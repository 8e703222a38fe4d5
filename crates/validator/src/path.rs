//! Dotted-path access and classification for `serde_json::Value`
//!
//! Paths are segments joined by `.`: object keys, or zero-based decimal
//! indices for array elements (`contacts.0.contact_type`). The empty path
//! addresses the root value.
//!
//! A missing value is `None`. `Value::Null` is present.

use std::fmt;

use serde_json::Value;

/// Separator between path segments.
pub const SEPARATOR: char = '.';

/// Reads the value at `path`, or `None` if any segment is absent or the
/// current value cannot be indexed by it.
///
/// ```
/// use arbiter_validator::path;
/// use serde_json::json;
///
/// let data = json!({"contacts": [{"kind": "email"}]});
/// assert_eq!(path::get(&data, "contacts.0.kind"), Some(&json!("email")));
/// assert_eq!(path::get(&data, "contacts.1.kind"), None);
/// ```
pub fn get<'a>(data: &'a Value, path: &str) -> Option<&'a Value> {
    if path.is_empty() {
        return Some(data);
    }

    path.split(SEPARATOR)
        .try_fold(data, |current, segment| match current {
            Value::Object(map) => map.get(segment),
            Value::Array(items) => parse_index(segment).and_then(|index| items.get(index)),
            _ => None,
        })
}

/// Canonical decimal index: `0`, or ASCII digits without a leading zero.
fn parse_index(segment: &str) -> Option<usize> {
    let digits = !segment.is_empty() && segment.bytes().all(|b| b.is_ascii_digit());
    if digits && (segment == "0" || !segment.starts_with('0')) {
        segment.parse().ok()
    } else {
        None
    }
}

/// Appends `segment` to `parent`. An empty parent yields the bare segment.
#[must_use]
pub fn join(parent: &str, segment: impl fmt::Display) -> String {
    if parent.is_empty() {
        segment.to_string()
    } else {
        format!("{parent}{SEPARATOR}{segment}")
    }
}

// ============================================================================
// RUNTIME TYPE
// ============================================================================

/// Runtime category of a (possibly missing) value.
///
/// `Null` is categorised as [`RuntimeType::Object`]. [`RuntimeType::Function`]
/// is part of the vocabulary but never produced for JSON data.
#[derive(Debug, Clone, Copy, PartialEq, Eq, Hash)]
pub enum RuntimeType {
    String,
    Number,
    Boolean,
    Object,
    Array,
    Function,
    Undefined,
}

impl RuntimeType {
    /// Classifies a value; `None` is [`RuntimeType::Undefined`].
    #[must_use]
    pub fn of(value: Option<&Value>) -> Self {
        match value {
            None => Self::Undefined,
            Some(Value::Null | Value::Object(_)) => Self::Object,
            Some(Value::Bool(_)) => Self::Boolean,
            Some(Value::Number(_)) => Self::Number,
            Some(Value::String(_)) => Self::String,
            Some(Value::Array(_)) => Self::Array,
        }
    }

    #[must_use]
    pub fn as_str(self) -> &'static str {
        match self {
            Self::String => "string",
            Self::Number => "number",
            Self::Boolean => "boolean",
            Self::Object => "object",
            Self::Array => "array",
            Self::Function => "function",
            Self::Undefined => "undefined",
        }
    }
}

impl fmt::Display for RuntimeType {
    fn fmt(&self, f: &mut fmt::Formatter<'_>) -> fmt::Result {
        f.write_str(self.as_str())
    }
}

/// True for missing, `null`, `""`, and objects or arrays without members.
/// Numbers and booleans are never blank.
#[must_use]
pub fn is_blank(value: Option<&Value>) -> bool {
    match value {
        None | Some(Value::Null) => true,
        Some(Value::String(s)) => s.is_empty(),
        Some(Value::Array(items)) => items.is_empty(),
        Some(Value::Object(map)) => map.is_empty(),
        Some(Value::Bool(_) | Value::Number(_)) => false,
    }
}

────────────────────

• _Exercise description_: Without leaving anything out, output all of the data above exactly.

• _Solution to this task_:
repository 8e703222a38fe4d5
filename crates/validator/src/path.rs
//! Dotted-path access and classification for `serde_json::Value`
//!
//! Paths are segments joined by `.`: object keys, or zero-based decimal
//! indices for array elements (`contacts.0.contact_type`). The empty path
//! addresses the root value.
//!
//! A missing value is `None`. `Value::Null` is present.

use std::fmt;

use serde_json::Value;

/// Separator between path segments.
pub const SEPARATOR: char = '.';

/// Reads the value at `path`, or `None` if any segment is absent or the
/// current value cannot be indexed by it.
///
/// ```
/// use arbiter_validator::path;
/// use serde_json::json;
///
/// let data = json!({"contacts": [{"kind": "email"}]});
/// assert_eq!(path::get(&data, "contacts.0.kind"), Some(&json!("email")));
/// assert_eq!(path::get(&data, "contacts.1.kind"), None);
/// ```
pub fn get<'a>(data: &'a Value, path: &str) -> Option<&'a Value> {
    if path.is_empty() {
        return Some(data);
    }

    path.split(SEPARATOR)
        .try_fold(data, |current, segment| match current {
            Value::Object(map) => map.get(segment),
            Value::Array(items) => parse_index(segment).and_then(|index| items.get(index)),
            _ => None,
        })
}

/// Canonical decimal index: `0`, or ASCII digits without a leading zero.
fn parse_index(segment: &str) -> Option<usize> {
    let digits = !segment.is_empty() && segment.bytes().all(|b| b.is_ascii_digit());
    if digits && (segment == "0" || !segment.starts_with('0')) {
        segment.parse().ok()
    } else {
        None
    }
}

/// Appends `segment` to `parent`. An empty parent yields the bare segment.
#[must_use]
pub fn join(parent: &str, segment: impl fmt::Display) -> String {
    if parent.is_empty() {
        segment.to_string()
    } else {
        format!("{parent}{SEPARATOR}{segment}")
    }
}

// ============================================================================
// RUNTIME TYPE
// ============================================================================

/// Runtime category of a (possibly missing) value.
///
/// `Null` is categorised as [`RuntimeType::Object`]. [`RuntimeType::Function`]
/// is part of the vocabulary but never produced for JSON data.
#[derive(Debug, Clone, Copy, PartialEq, Eq, Hash)]
pub enum RuntimeType {
    String,
    Number,
    Boolean,
    Object,
    Array,
    Function,
    Undefined,
}

impl RuntimeType {
    /// Classifies a value; `None` is [`RuntimeType::Undefined`].
    #[must_use]
    pub fn of(value: Option<&Value>) -> Self {
        match value {
            None => Self::Undefined,
            Some(Value::Null | Value::Object(_)) => Self::Object,
            Some(Value::Bool(_)) => Self::Boolean,
            Some(Value::Number(_)) => Self::Number,
            Some(Value::String(_)) => Self::String,
            Some(Value::Array(_)) => Self::Array,
        }
    }

    #[must_use]
    pub fn as_str(self) -> &'static str {
        match self {
            Self::String => "string",
            Self::Number => "number",
            Self::Boolean => "boolean",
            Self::Object => "object",
            Self::Array => "array",
            Self::Function => "function",
            Self::Undefined => "undefined",
        }
    }
}

impl fmt::Display for RuntimeType {
    fn fmt(&self, f: &mut fmt::Formatter<'_>) -> fmt::Result {
        f.write_str(self.as_str())
    }
}

/// True for missing, `null`, `""`, and objects or arrays without members.
/// Numbers and booleans are never blank.
#[must_use]
pub fn is_blank(value: Option<&Value>) -> bool {
    match value {
        None | Some(Value::Null) => true,
        Some(Value::String(s)) => s.is_empty(),
        Some(Value::Array(items)) => items.is_empty(),
        Some(Value::Object(map)) => map.is_empty(),
        Some(Value::Bool(_) | Value::Number(_)) => false,
    }
}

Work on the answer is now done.